# New DVLA fine



## Codfinger (Jan 11, 2008)

It seems that from next Feb the DVLA will be sending out £100 fines for vehicles that are not insured same as they do for no road tax  
Chris


----------



## GerryD (Sep 20, 2007)

Sounds OK to me.
Gerry


----------



## JohnsCrossMotorHomes (Jul 21, 2007)

Should be £1000 in my view and get these cowboys sorted although how are they going to prove that the vehicle was on the road as that is the only requirement for insurance unless the law is changed to* no SORN, it has to be taxed and insured.*

Peter


----------



## chapter (May 1, 2005)

can you post the info please
chapter


----------



## Codfinger (Jan 11, 2008)

My other half read it online somewhere, this is all I can find :-
http://www.which4u.co.uk/insurance/news/12037-car-insurance-advice-offered-to-drivers


----------



## Rocles (May 1, 2005)

chapter said:


> can you post the info please
> chapter


DVLA Link


----------



## blongs (Jan 12, 2009)

Details

http://www.direct.gov.uk/en/Motoring/OwningAVehicle/Motorinsurance/DG_186696

or

http://activeinsurancecompany.co.uk/continuous-insurance-enforcement-cie/

Ben


----------



## chapter (May 1, 2005)

thanks 
it looks like it will cost if your insurance and your road tax are not synchronised and you store the m/h for the winter
chapter


----------



## Wytonknaus (Jun 18, 2007)

DVLA can send as many fines as they like but I think you will find those who drive without tax or insurance tend not to pay fines either. I would rather them take more positive action to get these vehicles off the road for good as it is us who pay the extra premiums to cover the problem.


----------



## sallytrafic (Jan 17, 2006)

Given that it has been often reported on MHF that the police have been told by the DVLA that a vehicle is uninsured when the poster assures us that he is insured and all it is is a mess up by the insurance company or DVLA I can see trouble brewing....


----------



## MicknPat (Jul 18, 2005)

This is good news as long as the information is kept up to date.  

In Nov 2009 I registered our US imported Jeep with the cherished number my son had retained for me on his car.

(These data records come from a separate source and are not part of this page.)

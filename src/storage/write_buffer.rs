//! In-memory write buffer for one open transaction.
//!
//! Holds everything the transaction wrote until commit turns it into a
//! `CommitRecord`. NOT Send+Sync -- owned by a single transaction.
//!
//! New nodes are keyed by id for O(1) lookup; property writes against
//! already-committed nodes are kept as an ordered update list.

use std::collections::HashMap;

use crate::graph::NodeId;
use crate::storage::{CommitRecord, EdgeRecord, IndexKey, NodeRecord, PropertyUpdate, PropertyValue};

pub struct WriteBuffer {
    /// Nodes created by this transaction.
    nodes: HashMap<NodeId, NodeRecord>,

    /// Property writes against nodes created by earlier transactions.
    property_updates: Vec<PropertyUpdate>,

    edges: Vec<EdgeRecord>,

    /// Unique index entries registered by this transaction.
    index_entries: HashMap<IndexKey, NodeId>,
}

impl WriteBuffer {
    pub fn new() -> Self {
        Self {
            nodes: HashMap::new(),
            property_updates: Vec::new(),
            edges: Vec::new(),
            index_entries: HashMap::new(),
        }
    }

    // -- Write Operations -----------------------------------------------------

    pub fn add_node(&mut self, id: NodeId) {
        self.nodes.insert(id, NodeRecord::new(id));
    }

    /// Set a property on a node.
    ///
    /// Nodes created in this buffer are updated in place; anything else is
    /// recorded as an update against committed state. The caller checks
    /// that committed nodes exist.
    pub fn set_property(&mut self, node: NodeId, key: &str, value: PropertyValue) {
        match self.nodes.get_mut(&node) {
            Some(record) => {
                record.properties.insert(key.to_string(), value);
            }
            None => self.property_updates.push(PropertyUpdate {
                node,
                key: key.to_string(),
                value,
            }),
        }
    }

    pub fn add_edge(&mut self, edge: EdgeRecord) {
        self.edges.push(edge);
    }

    pub fn add_index_entry(&mut self, key: IndexKey, node: NodeId) {
        self.index_entries.insert(key, node);
    }

    // -- Read Operations ------------------------------------------------------

    pub fn get_node(&self, id: NodeId) -> Option<&NodeRecord> {
        self.nodes.get(&id)
    }

    pub fn contains_node(&self, id: NodeId) -> bool {
        self.nodes.contains_key(&id)
    }

    pub fn lookup_index(&self, key: &IndexKey) -> Option<NodeId> {
        self.index_entries.get(key).copied()
    }

    /// Pending property updates for a committed node, oldest first.
    pub fn updates_for(&self, node: NodeId) -> impl Iterator<Item = &PropertyUpdate> {
        self.property_updates.iter().filter(move |u| u.node == node)
    }

    // -- Buffer Management ----------------------------------------------------

    pub fn is_empty(&self) -> bool {
        self.nodes.is_empty()
            && self.property_updates.is_empty()
            && self.edges.is_empty()
            && self.index_entries.is_empty()
    }

    /// Consume the buffer into a commit record. Nodes are ordered by id so
    /// the log is deterministic for a given transaction.
    pub fn into_commit_record(self, tx_id: u64) -> CommitRecord {
        let mut nodes: Vec<NodeRecord> = self.nodes.into_values().collect();
        nodes.sort_unstable_by_key(|n| n.id);

        CommitRecord {
            tx_id,
            nodes,
            property_updates: self.property_updates,
            edges: self.edges,
            index_entries: self.index_entries.into_iter().collect(),
        }
    }
}

impl Default for WriteBuffer {
    fn default() -> Self {
        Self::new()
    }
}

In May 2010 I contacted Auto Glass to repair a screen chip, they asked me for the Jeeps registered number which I gave and the chap asked me, "Ford Focus Estate?" 8O This was my sons car so someone's data base was a little out of date.

Mick


----------



## DTPCHEMICALS (Jul 24, 2006)

My mh has just been registered as insured. It has taken since last october to get this done. Yet we have used the same insurer for a couple of years.

It is identified as Dump code company use.

You can check your vehicles on www.askmid.com
and it is free.

DAve p


----------



## Rosbotham (May 4, 2008)

Mine says that as well. What does that mean?


----------



## 747 (Oct 2, 2009)

I photocopy my Insurance document and keep it in the vehicle. This is because an Insurance company did not update my information and it looked like I was not insured a few years ago.

The Police will not accept a photocopy at face value but it has all of the necessary information for them to quickly check.


----------



## ICDSUN (Oct 10, 2006)

DTPCHEMICALS said:


> My mh has just been registered as insured. It has taken since last october to get this done. Yet we have used the same insurer for a couple of years.
> 
> It is identified as Dump code company use.
> 
> ...


I have checked ours previously and it is accurate even down to converters make/model of van
Try some of the online insurers quotes to see if you get same result

Chris


----------



## SpeedyDux (Jul 13, 2007)

I suspect that a lot of the uninsured cars are also "no registered keeper" so the DVLA can't fine them.

Over to the Police to stop and seize the uninsured cars.


SD


----------



## asprn (Feb 10, 2006)

Codfinger said:


> It seems that from next Feb the DVLA will be sending out £100 fines for vehicles that are not insured same as they do for no road tax


Why the "" ? Don't you want to reduce the £40 you pay in your premium to cover uninsured drivers?

Dougie.


----------



## Glandwr (Jun 12, 2006)

In New South Wales in the 70's the road fund tax disc included a minimum third party insurance. You took out further (Comp etc.) insurance if you wanted it with private companies just like here.

Thought it a good system at the time a simple glance told you that the CAR was insured if driven by someone with a valid licence, not sure if they still do it.

Dick


----------



## GEMMY (Jun 19, 2006)

For further info check:

http://www.motorhomefacts.com/ftopicp-428949.html

tony


----------



## teljoy (Jul 4, 2005)

Rosbotham said:


> Mine says that as well. What does that mean?


So does mine. What does it mean? Anyone know?

Terry

Edited. Sorry just read the link to Don Madge's post.


----------



## Codfinger (Jan 11, 2008)

asprn said:


> Codfinger said:
> 
> 
> > It seems that from next Feb the DVLA will be sending out £100 fines for vehicles that are not insured same as they do for no road tax
> ...


Dougie, we are all getting older and a bit more forgetfull, it was only last night that I said to the wife that the tax had just run out on the runabout, when she said about the subject of my topic..................hence why I posted the topic.
I could go on but cant be bothered but all these measures to combat illegal drivers are a waste of time :- i.e young driver wants to insure an old banger...................£2500 to insure an old dog 8O 
, easy option, buy cheap car,dont tax or insure itd as the fines being handed out by the courts are a lot less :roll:


----------



## sooty10 (Feb 22, 2009)

Bring it on and it MAY mean our insurance will not rise as fast.

sooty10


----------